Buddhist Nuns as Mediators of Generalised Exchange in Thailand

Joanna Cook

In this paper I examine the part that women, in the ambiguous role of Buddhist nun (mae chee), now take in the emblematic Buddhist practice of alms donations. The monastic office of 'mae chee' is complicated. It is conveyed through the ritual adoption of religious vows and is usually undertaken for life. However, mae chee ordination is only partial and its status is far below that of monks. In Thai law mae chee are regarded as pious laywomen (upasikas) and the Department of Religious Affairs does not mention them in its annual report. Even so, because they are said to have renounced the world they do not have the right to vote. Owing to this ambiguity mae chee are able to employ both the ascetic practices of renouncers (such as accepting alms) and those of laywomen (such as offering alms).
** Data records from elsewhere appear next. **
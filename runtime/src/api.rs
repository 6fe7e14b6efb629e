//! Inbound request and response shapes.
//!
//! These are what gate terminals and the admin console exchange with the engine. Every
//! outcome is a closed set of codes; a scanned party only ever sees `message`, which is
//! identical for all denials.

use crate::coordinator::{AdmissionError, CancelError, ScanCoordinator};
use admission_core::types::{ActorId, EventDay, TerminalId, TicketId, TicketType};
use admission_core::validation::{Decision, DenialReason};
use serde::{Deserialize, Serialize};

/// Message shown when the engine could not decide.
pub const SYSTEM_ERROR_MESSAGE: &str = "Unable to validate ticket, please retry";

/// Message shown when the engine is misconfigured for this ticket.
pub const CONFIG_ERROR_MESSAGE: &str = "Unable to validate ticket, contact an operator";

/// Outcome code of a scan request.
#[derive(Clone, Copy, Debug, PartialEq, Eq, Hash, Serialize, Deserialize)]
#[serde(rename_all = "SCREAMING_SNAKE_CASE")]
pub enum ReasonCode {
    /// Admitted
    Valid,
    /// No such ticket
    TicketNotFound,
    /// Ticket cancelled
    TicketCancelled,
    /// Not valid on the requested day
    NotValidForDay,
    /// Already admitted on the requested day
    AlreadyScanned,
    /// Admission cap reached
    TicketFullyUsed,
    /// System fault; retry the request
    SystemError,
    /// Configuration fault; retrying cannot help
    ConfigError,
}

impl From<DenialReason> for ReasonCode {
    fn from(reason: DenialReason) -> Self {
        match reason {
            DenialReason::TicketNotFound => Self::TicketNotFound,
            DenialReason::TicketCancelled => Self::TicketCancelled,
            DenialReason::NotValidForDay => Self::NotValidForDay,
            DenialReason::AlreadyScanned => Self::AlreadyScanned,
            DenialReason::TicketFullyUsed => Self::TicketFullyUsed,
        }
    }
}

/// A scan request from a gate terminal.
#[derive(Clone, Debug, PartialEq, Eq, Serialize, Deserialize)]
pub struct ScanRequest {
    /// Ticket presented
    pub ticket_id: TicketId,
    /// Day being admitted
    pub day: EventDay,
    /// Terminal submitting the scan
    pub terminal_id: TerminalId,
}

/// Response to a scan request.
#[derive(Clone, Debug, PartialEq, Eq, Serialize, Deserialize)]
pub struct ScanResponse {
    /// Whether to open the gate
    pub valid: bool,
    /// Outcome code (operator visibility)
    pub reason: ReasonCode,
    /// Caller-facing message
    pub message: String,
    /// Ticket category, on admission only
    #[serde(default, skip_serializing_if = "Option::is_none")]
    pub ticket_type: Option<TicketType>,
}

impl ScanResponse {
    /// Response for a completed decision.
    #[must_use]
    pub fn from_decision(decision: &Decision) -> Self {
        match *decision {
            Decision::Valid { ticket_type } => Self {
                valid: true,
                reason: ReasonCode::Valid,
                message: decision.message().to_string(),
                ticket_type: Some(ticket_type),
            },
            Decision::Denied { reason } => Self {
                valid: false,
                reason: reason.into(),
                message: decision.message().to_string(),
                ticket_type: None,
            },
        }
    }

    /// Response for a system fault.
    #[must_use]
    pub fn system_error() -> Self {
        Self {
            valid: false,
            reason: ReasonCode::SystemError,
            message: SYSTEM_ERROR_MESSAGE.to_string(),
            ticket_type: None,
        }
    }

    /// Response for a configuration fault.
    #[must_use]
    pub fn config_error() -> Self {
        Self {
            valid: false,
            reason: ReasonCode::ConfigError,
            message: CONFIG_ERROR_MESSAGE.to_string(),
            ticket_type: None,
        }
    }

    /// Response for the outcome of [`ScanCoordinator::attempt_scan`].
    ///
    /// Only faults a retry may clear map to [`ReasonCode::SystemError`].
    #[must_use]
    pub fn from_result(result: &Result<Decision, AdmissionError>) -> Self {
        match result {
            Ok(decision) => Self::from_decision(decision),
            Err(err) if err.is_retryable() => Self::system_error(),
            Err(_) => Self::config_error(),
        }
    }
}

impl From<&Result<Decision, AdmissionError>> for ScanResponse {
    fn from(result: &Result<Decision, AdmissionError>) -> Self {
        Self::from_result(result)
    }
}

/// A cancellation request from the admin console.
#[derive(Clone, Debug, PartialEq, Eq, Serialize, Deserialize)]
pub struct CancelRequest {
    /// Ticket to cancel
    pub ticket_id: TicketId,
    /// Free-text reason
    pub reason: String,
    /// Operator
    pub actor: ActorId,
}

/// Error code of a refused cancellation.
#[derive(Clone, Copy, Debug, PartialEq, Eq, Hash, Serialize, Deserialize)]
#[serde(rename_all = "SCREAMING_SNAKE_CASE")]
pub enum CancelErrorCode {
    /// No such ticket
    TicketNotFound,
    /// Already cancelled
    AlreadyCancelled,
    /// Every admission consumed
    TicketUsed,
    /// At least one admission recorded
    TicketScanned,
    /// System fault; retry the request
    SystemError,
    /// Configuration fault; retrying cannot help
    ConfigError,
}

impl From<&CancelError> for CancelErrorCode {
    fn from(err: &CancelError) -> Self {
        use admission_core::lifecycle::CancelDenial;

        match err {
            CancelError::NotFound(_) => Self::TicketNotFound,
            CancelError::Denied(CancelDenial::AlreadyCancelled) => Self::AlreadyCancelled,
            CancelError::Denied(CancelDenial::TicketUsed) => Self::TicketUsed,
            CancelError::Denied(CancelDenial::TicketScanned) => Self::TicketScanned,
            CancelError::System(err) if err.is_retryable() => Self::SystemError,
            CancelError::System(_) => Self::ConfigError,
        }
    }
}

/// Response to a cancellation request.
#[derive(Clone, Debug, PartialEq, Eq, Serialize, Deserialize)]
pub struct CancelResponse {
    /// Whether the ticket is now cancelled by this request
    pub ok: bool,
    /// Why not, if not
    #[serde(default, skip_serializing_if = "Option::is_none")]
    pub error: Option<CancelErrorCode>,
}

impl From<&Result<(), CancelError>> for CancelResponse {
    fn from(result: &Result<(), CancelError>) -> Self {
        match result {
            Ok(()) => Self { ok: true, error: None },
            Err(err) => Self {
                ok: false,
                error: Some(err.into()),
            },
        }
    }
}

impl ScanCoordinator {
    /// Handle a scan request end to end.
    pub async fn handle_scan(&self, request: &ScanRequest) -> ScanResponse {
        let result = self
            .attempt_scan(&request.ticket_id, request.day, &request.terminal_id)
            .await;
        ScanResponse::from(&result)
    }

    /// Handle a cancellation request end to end.
    pub async fn handle_cancel(&self, request: &CancelRequest) -> CancelResponse {
        let result = self
            .cancel_ticket(&request.ticket_id, &request.reason, &request.actor)
            .await;
        CancelResponse::from(&result)
    }
}

#[cfg(test)]
mod tests {
    #![allow(clippy::unwrap_used)]

    use super::*;
    use admission_core::lifecycle::CancelDenial;
    use admission_core::registry::RegistryError;
    use admission_core::validation::DENIED_MESSAGE;
    use std::time::Duration;

    #[test]
    fn valid_response_carries_ticket_type() {
        let response = ScanResponse::from_decision(&Decision::Valid {
            ticket_type: TicketType::TwoDay,
        });
        let json = serde_json::to_value(&response).unwrap();
        assert_eq!(json["valid"], true);
        assert_eq!(json["reason"], "VALID");
        assert_eq!(json["ticket_type"], "TWO_DAY");
    }

    #[test]
    fn denials_share_message_but_keep_reason() {
        let response = ScanResponse::from_decision(&Decision::Denied {
            reason: DenialReason::AlreadyScanned,
        });
        assert!(!response.valid);
        assert_eq!(response.reason, ReasonCode::AlreadyScanned);
        assert_eq!(response.message, DENIED_MESSAGE);
        assert!(response.ticket_type.is_none());
    }

    #[test]
    fn system_faults_are_distinct_from_denials() {
        let result: Result<Decision, AdmissionError> =
            Err(AdmissionError::StoreTimeout(Duration::from_millis(5)));
        let response = ScanResponse::from(&result);
        assert_eq!(response.reason, ReasonCode::SystemError);
        assert_ne!(response.message, DENIED_MESSAGE);

        let misconfigured: Result<Decision, AdmissionError> = Err(AdmissionError::Registry(
            RegistryError::UnknownTicketType(TicketType::FlexPass),
        ));
        let json = serde_json::to_value(ScanResponse::from(&misconfigured)).unwrap();
        assert_eq!(json["valid"], false);
        assert_eq!(json["reason"], "CONFIG_ERROR");
        assert_eq!(json["message"], CONFIG_ERROR_MESSAGE);
    }

    #[test]
    fn cancel_response_codes() {
        let ok: Result<(), CancelError> = Ok(());
        assert_eq!(CancelResponse::from(&ok), CancelResponse { ok: true, error: None });

        let again: Result<(), CancelError> = Err(CancelDenial::AlreadyCancelled.into());
        let json = serde_json::to_value(CancelResponse::from(&again)).unwrap();
        assert_eq!(json["ok"], false);
        assert_eq!(json["error"], "ALREADY_CANCELLED");
    }

    #[test]
    fn scan_request_parses_from_json() {
        let request: ScanRequest = serde_json::from_str(
            r#"{ "ticket_id": "T-1", "day": "DAY2", "terminal_id": "north-gate" }"#,
        )
        .unwrap();
        assert_eq!(request.day, EventDay::Day2);
        assert_eq!(request.ticket_id.as_str(), "T-1");
    }
}
//! Configuration management for the gate console.
//!
//! Loads configuration from environment variables with sensible defaults.

use admission_runtime::config::{ConfigError, CoordinatorConfig};
use serde::{Deserialize, Serialize};
use std::env;
use std::path::PathBuf;

/// Gate configuration loaded from environment variables.
#[derive(Debug, Clone, PartialEq, Serialize, Deserialize)]
pub struct GateConfig {
    /// JSON policy file (`ADMISSION_POLICY_FILE`); built-in policies if unset
    pub policy_file: Option<PathBuf>,
    /// JSON ticket seed file (`ADMISSION_TICKETS_FILE`); empty store if unset
    pub tickets_file: Option<PathBuf>,
    /// Buffered notifications before slow consumers lag
    /// (`ADMISSION_NOTIFY_CAPACITY`, default: 1024)
    pub notify_capacity: usize,
    /// Coordinator settings (`ADMISSION_*`, see [`CoordinatorConfig`])
    pub coordinator: CoordinatorConfig,
}

impl Default for GateConfig {
    fn default() -> Self {
        Self {
            policy_file: None,
            tickets_file: None,
            notify_capacity: 1024,
            coordinator: CoordinatorConfig::default(),
        }
    }
}

impl GateConfig {
    /// Load configuration from environment variables.
    ///
    /// # Errors
    ///
    /// Returns [`ConfigError`] if a variable is set to an invalid value.
    pub fn from_env() -> Result<Self, ConfigError> {
        Self::from_lookup(|key| env::var(key).ok())
    }

    /// Load configuration through an arbitrary key lookup.
    ///
    /// # Errors
    ///
    /// Same as [`GateConfig::from_env`].
    pub fn from_lookup(lookup: impl Fn(&str) -> Option<String>) -> Result<Self, ConfigError> {
        let path = |key: &str| {
            lookup(key)
                .map(|value| value.trim().to_string())
                .filter(|value| !value.is_empty())
                .map(PathBuf::from)
        };

        let notify_capacity = match lookup("ADMISSION_NOTIFY_CAPACITY") {
            None => Self::default().notify_capacity,
            Some(value) => match value.trim().parse() {
                Ok(0) | Err(_) => {
                    return Err(ConfigError::Invalid {
                        key: "ADMISSION_NOTIFY_CAPACITY",
                        value,
                    });
                }
                Ok(capacity) => capacity,
            },
        };

        Ok(Self {
            policy_file: path("ADMISSION_POLICY_FILE"),
            tickets_file: path("ADMISSION_TICKETS_FILE"),
            notify_capacity,
            coordinator: CoordinatorConfig::from_lookup(&lookup)?,
        })
    }
}
//! Bounded retry with exponential backoff and jitter.
//!
//! The coordinator uses this to retry a commit that lost an optimistic-concurrency race
//! against a writer in another process. Only errors the caller marks as retryable are
//! retried; everything else fails immediately.
//!
//! # Example
//!
//! ```rust
//! use admission_runtime::retry::{RetryPolicy, retry_with_predicate};
//! use std::time::Duration;
//!
//! # async fn example() -> Result<(), String> {
//! let policy = RetryPolicy::builder()
//!     .max_retries(3)
//!     .initial_delay(Duration::from_millis(5))
//!     .build();
//!
//! let value = retry_with_predicate(
//!     policy,
//!     || async { Ok::<_, String>(42) },
//!     |err: &String| err.contains("conflict"),
//! )
//! .await?;
//! assert_eq!(value, 42);
//! # Ok(())
//! # }
//! ```

use rand::Rng;
use std::time::Duration;
use tokio::time::sleep;

/// Retry policy configuration for exponential backoff.
///
/// # Default Values
///
/// - `max_retries`: 3
/// - `initial_delay`: 10ms
/// - `max_delay`: 200ms
/// - `multiplier`: 2.0
/// - `jitter`: true (each delay is scaled by a random factor in `0.5..=1.0`)
#[derive(Debug, Clone, PartialEq)]
pub struct RetryPolicy {
    /// Maximum number of retry attempts after the first try
    pub max_retries: usize,
    /// Delay before the first retry
    pub initial_delay: Duration,
    /// Cap for exponential backoff
    pub max_delay: Duration,
    /// Multiplier for exponential backoff
    pub multiplier: f64,
    /// Randomize delays so competing writers do not retry in lockstep
    pub jitter: bool,
}

impl Default for RetryPolicy {
    fn default() -> Self {
        Self::builder().build()
    }
}

impl RetryPolicy {
    /// Create a new policy builder.
    #[must_use]
    pub const fn builder() -> RetryPolicyBuilder {
        RetryPolicyBuilder {
            max_retries: 3,
            initial_delay: Duration::from_millis(10),
            max_delay: Duration::from_millis(200),
            multiplier: 2.0,
            jitter: true,
        }
    }

    /// Base delay for a given attempt number, before jitter.
    ///
    /// `delay = initial_delay * multiplier ^ attempt`, capped at `max_delay`.
    #[must_use]
    #[allow(
        clippy::cast_precision_loss,
        clippy::cast_possible_truncation,
        clippy::cast_sign_loss,
        clippy::cast_possible_wrap
    )]
    pub fn delay_for_attempt(&self, attempt: usize) -> Duration {
        if attempt == 0 {
            return self.initial_delay.min(self.max_delay);
        }

        let delay_ms =
            self.initial_delay.as_millis() as f64 * self.multiplier.powi(attempt as i32);
        let delay = Duration::from_millis(delay_ms as u64);

        delay.min(self.max_delay)
    }

    fn jittered(&self, attempt: usize) -> Duration {
        let base = self.delay_for_attempt(attempt);
        if !self.jitter {
            return base;
        }
        base.mul_f64(rand::thread_rng().gen_range(0.5..=1.0))
    }
}

/// Builder for [`RetryPolicy`].
#[derive(Debug, Clone)]
pub struct RetryPolicyBuilder {
    max_retries: usize,
    initial_delay: Duration,
    max_delay: Duration,
    multiplier: f64,
    jitter: bool,
}

impl RetryPolicyBuilder {
    /// Set maximum number of retries.
    #[must_use]
    pub const fn max_retries(mut self, max_retries: usize) -> Self {
        self.max_retries = max_retries;
        self
    }

    /// Set initial delay before first retry.
    #[must_use]
    pub const fn initial_delay(mut self, delay: Duration) -> Self {
        self.initial_delay = delay;
        self
    }

    /// Set maximum delay (cap for exponential backoff).
    #[must_use]
    pub const fn max_delay(mut self, delay: Duration) -> Self {
        self.max_delay = delay;
        self
    }

    /// Set multiplier for exponential backoff.
    #[must_use]
    pub const fn multiplier(mut self, multiplier: f64) -> Self {
        self.multiplier = multiplier;
        self
    }

    /// Enable or disable jitter.
    #[must_use]
    pub const fn jitter(mut self, jitter: bool) -> Self {
        self.jitter = jitter;
        self
    }

    /// Build the [`RetryPolicy`].
    #[must_use]
    pub const fn build(self) -> RetryPolicy {
        RetryPolicy {
            max_retries: self.max_retries,
            initial_delay: self.initial_delay,
            max_delay: self.max_delay,
            multiplier: self.multiplier,
            jitter: self.jitter,
        }
    }
}

/// Retry an async operation while `is_retryable` accepts its error.
///
/// The operation runs at most `policy.max_retries + 1` times. Non-retryable errors
/// are returned immediately; when retries run out the latest error is returned.
///
/// # Errors
///
/// Returns the operation's error when it is not retryable or retries are exhausted.
pub async fn retry_with_predicate<F, Fut, T, E, P>(
    policy: RetryPolicy,
    mut operation: F,
    is_retryable: P,
) -> Result<T, E>
where
    F: FnMut() -> Fut,
    Fut: std::future::Future<Output = Result<T, E>>,
    E: std::fmt::Display,
    P: Fn(&E) -> bool,
{
    let mut attempt = 0;

    loop {
        match operation().await {
            Ok(result) => {
                if attempt > 0 {
                    tracing::debug!(attempt, "Operation succeeded after retry");
                }
                return Ok(result);
            }
            Err(err) => {
                if !is_retryable(&err) {
                    return Err(err);
                }

                if attempt >= policy.max_retries {
                    tracing::warn!(
                        attempt,
                        error = %err,
                        "Operation failed after max retries"
                    );
                    return Err(err);
                }

                let delay = policy.jittered(attempt);
                tracing::debug!(
                    attempt,
                    delay_ms = delay.as_millis(),
                    error = %err,
                    "Retryable failure, backing off"
                );

                sleep(delay).await;
                attempt += 1;
            }
        }
    }
}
Mae chee, while debarred from the alms round, both receive alms from the laity and donate alms to monks. Furthermore, mae chee receive monetary alms from the laity on behalf of the monastic community as a whole. I argue that by handling money given to the monastic community mae chee mediate in a relationship of generalised reciprocity between the monastic community and the lay society. By donating alms to monks, mae chee appear to be reaffirming their status of partial ordination, yet in order for them to be able to receive alms donations from the laity they must see themselves, and be recognised by the laity, as an integral part of the monastic community. A nuanced understanding of these economic, religious and gendered roles is crucial to our understanding of the incorporation of women into the monastic community and the ways in which gift practices are related to interpersonal and group dynamics in the context of modern Thai monasticism.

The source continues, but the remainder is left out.